Design for hospital units and special units (inpatient departments)
Proposals were drawn for treatment (i.e. bed space) and ancillary facilities (i.e. en-suite toilet and water for relatives to stay overnight). Regarding the design of the central nurse station area, detailed diagrams were drawn depicting an “inner zone: clerical and monitoring”, an “outer zone: medication, utility” as well as recommended architectural finishes.
Design for area for ambulant patients (outpatient services)

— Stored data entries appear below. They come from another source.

//! Error types for the token cryptography layer.

use thiserror::Error;

/// Result type for crypto operations.
pub type CryptoResult<T> = Result<T, CryptoError>;

/// Errors that can occur while deriving keys, sealing dates or signing.
#[derive(Debug, Error)]
pub enum CryptoError {
    /// The key source text is too short for the requested key size.
    #[error("key too small: need {required} bytes, source provides {available}")]
    KeyTooSmall { required: usize, available: usize },

    /// Encryption failed (only possible with unusable key material).
    #[error("encryption failed: {0}")]
    EncryptionFailed(String),

    /// Ciphertext is not valid base64 or is too short to hold nonce and tag.
    #[error("malformed ciphertext: {0}")]
    MalformedCipherText(String),

    /// The AEAD tag did not verify (wrong key or tampered data).
    #[error("authentication failed (wrong key or tampered data)")]
    AuthenticationFailed,

    /// Decrypted payload is neither the no-expiration sentinel nor a date.
    #[error("unparseable expiration date: {0}")]
    UnparseableDate(String),

    /// The private signing key could not be parsed.
    #[error("invalid private key: {0}")]
    InvalidPrivateKey(String),

    /// The public verification key could not be parsed.
    #[error("invalid public key: {0}")]
    InvalidPublicKey(String),

    /// Signature is not valid base64 or has the wrong length.
    #[error("malformed signature: {0}")]
    MalformedSignature(String),

    /// The signing primitive reported a failure.
    #[error("signing failed: {0}")]
    SigningFailed(String),
}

Emphasis was on colours, spatial relationships of elements, activity patterns and patient flow, contents of room, decoration with information content, and information transfers. Ideas concerned making better use of patients’ waiting time by allowing them to assist in the medical process, giving them preventative medicine information, and creating an entertaining environment. Other areas of scrutiny involved design considerations for patient information station, functional elements of a room, and decoration with information content.
Multi-system design of the hospital in the year 2000 (“the hospital of the future”)
Proposals included design consideration for the exterior architecture of the future building, design considerations for the outside of a patient’s room as well as the interior, discussion of the functionality of medical equipment, as well as the environment and equipment that is not healthcare related.